From 1997 to 2006, Kiss was the founding director of the Kenan Institute for Ethics at Duke University in Durham, North Carolina.

She served as the eighth President of Agnes Scott College in Decatur, Georgia from 2006 to 2018.
In 2015, she devised the SUMMIT curriculum at the college, which aims to provide students with a core curriculum where leadership development and global learning are the focuses. As college president, she changed the institution's demographic to include one-third African-American students.

In August 2018, Kiss began her tenure as Warden of Rhodes House at the University of Oxford, home of the Rhodes Scholarship, and CEO of the Rhodes Trust. She is the first woman to hold these positions.

In February 2025, it was announced that Kiss would serve as the 20th president of Union College, in Schenectady, NY.

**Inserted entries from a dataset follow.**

fn connect_wifi(
    modem: Modem,
    sys_loop: EspSystemEventLoop,
    nvs_partition: EspDefaultNvsPartition,
    network: &NetworkConfig,
) -> anyhow::Result<Box<EspWifi<'static>>> {
    let mut esp_wifi = Box::new(EspWifi::new(modem, sys_loop.clone(), Some(nvs_partition))?);
    let mut wifi = BlockingWifi::wrap(esp_wifi.as_mut(), sys_loop)?;

    if network.wifi_ssid.trim().is_empty() {
        return Err(anyhow!("wifi credentials missing"));
    }

    let auth_method = if network.wifi_pass.is_empty() {
        AuthMethod::None
    } else {
        AuthMethod::WPAWPA2Personal
    };

    wifi.set_configuration(&Configuration::Client(ClientConfiguration {
        ssid: network
            .wifi_ssid
            .as_str()
            .try_into()
            .map_err(|_| anyhow!("wifi ssid too long"))?,
        password: network
            .wifi_pass
            .as_str()
            .try_into()
            .map_err(|_| anyhow!("wifi password too long"))?,
        auth_method,
        ..Default::default()
    }))?;

    wifi.start()?;
    info!("wifi started, connecting to `{}`", network.wifi_ssid);

    let started_ms = monotonic_ms();
    let mut attempt = 0_u32;
    loop {
        attempt += 1;
        info!("wifi connect attempt {attempt}");
        let result = wifi.connect().and_then(|()| wifi.wait_netif_up());
        match result {
            Ok(()) => break,
            Err(err) => warn!("wifi connect failed on attempt {attempt}: {err:#}"),
        }

        let elapsed_ms = monotonic_ms().saturating_sub(started_ms);
        if elapsed_ms + WIFI_RETRY_DELAY_MS >= network.wifi_connect_timeout_ms {
            let _ = wifi.disconnect();
            let _ = wifi.stop();
            return Err(anyhow!(
                "wifi did not connect within {} ms",
                network.wifi_connect_timeout_ms
            ));
        }

        let _ = wifi.disconnect();
        thread::sleep(Duration::from_millis(WIFI_RETRY_DELAY_MS));
    }

    let ip_info = wifi.wifi().sta_netif().get_ip_info()?;
    info!("wifi connected, node reachable at http://{}/", ip_info.ip);

    drop(wifi);
    Ok(esp_wifi)
}

fn lock<T>(mutex: &Mutex<T>) -> MutexGuard<'_, T> {
    mutex.lock().unwrap_or_else(PoisonError::into_inner)
}

fn init_watchdog(timeout_sec: u32) -> anyhow::Result<()> {
    let config = esp_idf_svc::sys::esp_task_wdt_config_t {
        timeout_ms: timeout_sec.saturating_mul(1000),
        idle_core_mask: 0,
        trigger_panic: true,
    };
    let rc = unsafe { esp_idf_svc::sys::esp_task_wdt_init(&config) };
    if rc == esp_idf_svc::sys::ESP_OK || rc == esp_idf_svc::sys::ESP_ERR_INVALID_STATE {
        return Ok(());
    }
    Err(anyhow!("esp_task_wdt_init failed with code {}", rc))
}

fn add_current_task_to_watchdog() -> anyhow::Result<()> {
    let rc = unsafe { esp_idf_svc::sys::esp_task_wdt_add(core::ptr::null_mut()) };
    if rc == esp_idf_svc::sys::ESP_OK || rc == esp_idf_svc::sys::ESP_ERR_INVALID_STATE {
        return Ok(());
    }
    Err(anyhow!("esp_task_wdt_add failed with code {}", rc))
}

fn feed_watchdog() {
    let _ = unsafe { esp_idf_svc::sys::esp_task_wdt_reset() };
}

fn monotonic_ms() -> u64 {
    static START: OnceLock<Instant> = OnceLock::new();
    START
        .get_or_init(Instant::now)
        .elapsed()
        .as_millis()
        .try_into()
        .unwrap_or(u64::MAX)
}
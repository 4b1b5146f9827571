use std::fmt::Write;

use crate::routes::{
    PATH_TOGGLE_BANHEIRO, PATH_TOGGLE_COZINHA, PATH_TOGGLE_DISPLAY, PATH_TOGGLE_QUARTO,
    PATH_TOGGLE_QUINTAL, PATH_TOGGLE_SALA,
};

pub const STATUS_PAGE_CONTENT_TYPE: &str = "text/html";

const PAGE_HEAD: &str = r#"<!DOCTYPE html>
<html>
<head>
<title>Controle Residencial</title>
<style>
body { background-color:rgb(188, 251, 181); font-family: Arial, sans-serif; text-align: center; margin-top: 50px; }
h1 { font-size: 64px; margin-bottom: 30px; }
button { background-color: LightBlue; font-size: 36px; margin: 10px; padding: 20px 40px; border-radius: 10px; }
.temperature { font-size: 48px; margin-top: 30px; color: #333; }
</style>
</head>
<body>
<h1>Controle Residencial</h1>
"#;

const PAGE_TAIL: &str = "</body>\n</html>\n";

const BUTTONS: [(&str, &str); 6] = [
    (PATH_TOGGLE_SALA, "Luz da Sala"),
    (PATH_TOGGLE_COZINHA, "Luz da Cozinha"),
    (PATH_TOGGLE_QUARTO, "Luz do Quarto"),
    (PATH_TOGGLE_BANHEIRO, "Luz do Banheiro"),
    (PATH_TOGGLE_QUINTAL, "Luz do Quintal"),
    (PATH_TOGGLE_DISPLAY, "Televisão"),
];

pub fn render_status_page(temperature_c: Option<f32>) -> String {
    let mut html = String::with_capacity(1_536);
    html.push_str(PAGE_HEAD);

    for (path, label) in BUTTONS {
        let _ = writeln!(
            html,
            "<form action=\".{path}\"><button>{label}</button></form>"
        );
    }

    match temperature_c {
        Some(celsius) => {
            let _ = writeln!(
                html,
                "<p class=\"temperature\">Temperatura Interna: {celsius:.2} &deg;C</p>"
            );
        }
        None => {
            html.push_str("<p class=\"temperature\">Temperatura Interna: -- &deg;C</p>\n");
        }
    }

    html.push_str(PAGE_TAIL);
    html
}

==Select honours and awards==

- Council for the Advancement and Support of Education (CASE) District III Chief Executive Leadership Award, 2018.
- Named one of the Eight Most Influential People in US Higher Education by the Chronicle of Higher Education, 2017.
- The American Council on Education Award for Institutional Transformation (for Agnes Scott College), 2017.
- Turknett Leadership Character Award for Higher Education, 2007.